■ **Problem requirements**
Copy, from the data below, every line that has "frames" in it.

■ **Supplied information**
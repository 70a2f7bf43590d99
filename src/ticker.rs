//! Fixed-step ticker
//!
//! A background frame loop accumulates elapsed time and calls the tick
//! callback once per whole interval accumulated, so ticks keep a steady rate
//! even when frames arrive late.

use std::sync::atomic::{AtomicU64, Ordering};
use std::sync::Arc;
use std::time::Duration;

use tokio::sync::mpsc;
use tokio::task::JoinHandle;
use tokio::time::{Instant, MissedTickBehavior};
use tracing::warn;

/// Default tick interval: 60 ticks per second
pub const DEFAULT_TICK_INTERVAL: Duration = Duration::from_nanos(1_000_000_000 / 60);

/// How often the frame loop wakes up to accumulate time
const FRAME_INTERVAL: Duration = Duration::from_millis(4);

/// Data passed to every tick callback
#[derive(Debug, Clone, Copy, PartialEq, Eq)]
pub struct TickEvent {
    /// Time since the ticker was started, as of the current frame
    pub total: Duration,
    /// Interval between ticks at the time of this tick
    pub interval: Duration,
}

/// Time accumulator behind the ticker
#[derive(Debug, Default, Clone)]
pub struct FixedStep {
    accumulated: Duration,
}

impl FixedStep {
    pub fn new() -> Self {
        Self::default()
    }

    /// Adds `elapsed` and returns how many whole intervals are now due
    pub fn advance(&mut self, elapsed: Duration, interval: Duration) -> u32 {
        if interval.is_zero() {
            return 0;
        }
        self.accumulated += elapsed;
        let mut due = 0;
        while self.accumulated >= interval {
            self.accumulated -= interval;
            due += 1;
        }
        due
    }

    /// Time accumulated towards the next tick
    pub fn remainder(&self) -> Duration {
        self.accumulated
    }
}

/// Calls a callback at a fixed rate on a background task
#[derive(Debug)]
pub struct Ticker {
    interval_nanos: Arc<AtomicU64>,
    running: Option<Running>,
}

#[derive(Debug)]
struct Running {
    shutdown_tx: mpsc::Sender<()>,
    handle: JoinHandle<()>,
}

impl Default for Ticker {
    fn default() -> Self {
        Self::new(DEFAULT_TICK_INTERVAL)
    }
}

impl Ticker {
    /// Creates a stopped ticker with the given minimum time between ticks
    pub fn new(interval: Duration) -> Self {
        Self {
            interval_nanos: Arc::new(AtomicU64::new(duration_nanos(interval))),
            running: None,
        }
    }

    pub fn interval(&self) -> Duration {
        Duration::from_nanos(self.interval_nanos.load(Ordering::Relaxed))
    }

    /// Changes the interval; a running ticker picks it up on its next frame.
    ///
    /// A zero interval never ticks.
    pub fn set_interval(&self, interval: Duration) {
        self.interval_nanos
            .store(duration_nanos(interval), Ordering::Relaxed);
    }

    /// Ticks per second; 0 when the ticker never ticks
    pub fn tps(&self) -> f64 {
        let interval = self.interval();
        if interval.is_zero() {
            return 0.0;
        }
        1.0 / interval.as_secs_f64()
    }

    /// Sets the ticks per second by changing the interval.
    ///
    /// `0` stops ticks from being emitted. Negative or non-finite rates are
    /// rejected and leave the interval unchanged.
    pub fn set_tps(&self, tps: f64) -> bool {
        if !tps.is_finite() || tps < 0.0 {
            warn!(tps, "Ignoring invalid tick rate");
            return false;
        }
        let interval = if tps == 0.0 {
            Duration::ZERO
        } else {
            Duration::try_from_secs_f64(1.0 / tps).unwrap_or(Duration::MAX)
        };
        self.set_interval(interval);
        true
    }

    pub fn is_running(&self) -> bool {
        self.running.is_some()
    }

    /// Starts ticking; returns false and does nothing if already running
    pub fn start<F>(&mut self, mut on_tick: F) -> bool
    where
        F: FnMut(TickEvent) + Send + 'static,
    {
        if self.running.is_some() {
            warn!("Ticker is already running. Ignoring call.");
            return false;
        }

        let (shutdown_tx, mut shutdown_rx) = mpsc::channel::<()>(1);
        let interval_nanos = Arc::clone(&self.interval_nanos);

        let handle = tokio::spawn(async move {
            let started = Instant::now();
            let mut previous = started;
            let mut step = FixedStep::new();
            let mut frames = tokio::time::interval(FRAME_INTERVAL);
            frames.set_missed_tick_behavior(MissedTickBehavior::Skip);

            loop {
                tokio::select! {
                    now = frames.tick() => {
                        let interval = Duration::from_nanos(interval_nanos.load(Ordering::Relaxed));
                        let due = step.advance(now - previous, interval);
                        previous = now;

                        let event = TickEvent { total: now - started, interval };
                        for _ in 0..due {
                            on_tick(event);
                        }
                    }
                    _ = shutdown_rx.recv() => {
                        break;
                    }
                }
            }
        });

        self.running = Some(Running {
            shutdown_tx,
            handle,
        });
        true
    }

    /// Stops the ticker and waits for the frame loop to exit
    pub async fn stop(&mut self) {
        if let Some(running) = self.running.take() {
            let _ = running.shutdown_tx.send(()).await;
            let _ = running.handle.await;
        }
    }
}

fn duration_nanos(duration: Duration) -> u64 {
    u64::try_from(duration.as_nanos()).unwrap_or(u64::MAX)
}

#[cfg(test)]
mod tests {
    use super::*;
    use std::sync::atomic::AtomicUsize;

    #[test]
    fn test_fixed_step_emits_whole_intervals() {
        let mut step = FixedStep::new();
        let interval = Duration::from_millis(10);

        assert_eq!(step.advance(Duration::from_millis(4), interval), 0);
        assert_eq!(step.advance(Duration::from_millis(7), interval), 1);
        assert_eq!(step.remainder(), Duration::from_millis(1));
        assert_eq!(step.advance(Duration::from_millis(29), interval), 3);
        assert_eq!(step.remainder(), Duration::ZERO);
    }

    #[test]
    fn test_fixed_step_zero_interval_never_ticks() {
        let mut step = FixedStep::new();
        assert_eq!(step.advance(Duration::from_secs(1), Duration::ZERO), 0);
    }

    #[test]
    fn test_tps_round_trips_interval() {
        let ticker = Ticker::new(Duration::from_millis(20));
        assert!((ticker.tps() - 50.0).abs() < 1e-9);

        assert!(ticker.set_tps(100.0));
        assert_eq!(ticker.interval(), Duration::from_millis(10));
    }

    #[test]
    fn test_zero_tps_never_ticks() {
        let ticker = Ticker::default();
        assert!(ticker.set_tps(0.0));
        assert_eq!(ticker.interval(), Duration::ZERO);
        assert_eq!(ticker.tps(), 0.0);

        let mut step = FixedStep::new();
        assert_eq!(step.advance(Duration::from_secs(10), ticker.interval()), 0);
    }

    #[test]
    fn test_invalid_tps_is_rejected() {
        let ticker = Ticker::new(Duration::from_millis(20));
        assert!(!ticker.set_tps(-5.0));
        assert!(!ticker.set_tps(f64::NAN));
        assert!(!ticker.set_tps(f64::INFINITY));
        assert_eq!(ticker.interval(), Duration::from_millis(20));
    }

    #[test]
    fn test_huge_intervals_saturate() {
        let ticker = Ticker::new(Duration::MAX);
        assert_eq!(ticker.interval(), Duration::from_nanos(u64::MAX));

        assert!(ticker.set_tps(1e-300));
        assert_eq!(ticker.interval(), Duration::from_nanos(u64::MAX));
    }

    #[test]
    fn test_default_is_sixty_tps() {
        let ticker = Ticker::default();
        assert!((ticker.tps() - 60.0).abs() < 1e-6);
        assert!(!ticker.is_running());
    }

    #[tokio::test]
    async fn test_start_ticks_until_stopped() {
        let mut ticker = Ticker::new(Duration::from_millis(5));
        let ticks = Arc::new(AtomicUsize::new(0));

        let t = Arc::clone(&ticks);
        assert!(ticker.start(move |event| {
            assert_eq!(event.interval, Duration::from_millis(5));
            t.fetch_add(1, Ordering::SeqCst);
        }));
        assert!(ticker.is_running());
        assert!(!ticker.start(|_| {}), "second start should be ignored");

        tokio::time::sleep(Duration::from_millis(100)).await;
        ticker.stop().await;
        assert!(!ticker.is_running());

        let after_stop = ticks.load(Ordering::SeqCst);
        assert!(after_stop > 0, "ticker should have ticked");

        tokio::time::sleep(Duration::from_millis(30)).await;
        assert_eq!(ticks.load(Ordering::SeqCst), after_stop);
    }

    #[tokio::test]
    async fn test_stop_without_start_is_noop() {
        let mut ticker = Ticker::default();
        ticker.stop().await;
        assert!(!ticker.is_running());
    }
}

■ **Expected answer**
//! even when frames arrive late.
            let mut frames = tokio::time::interval(FRAME_INTERVAL);
            frames.set_missed_tick_behavior(MissedTickBehavior::Skip);
                    now = frames.tick() => {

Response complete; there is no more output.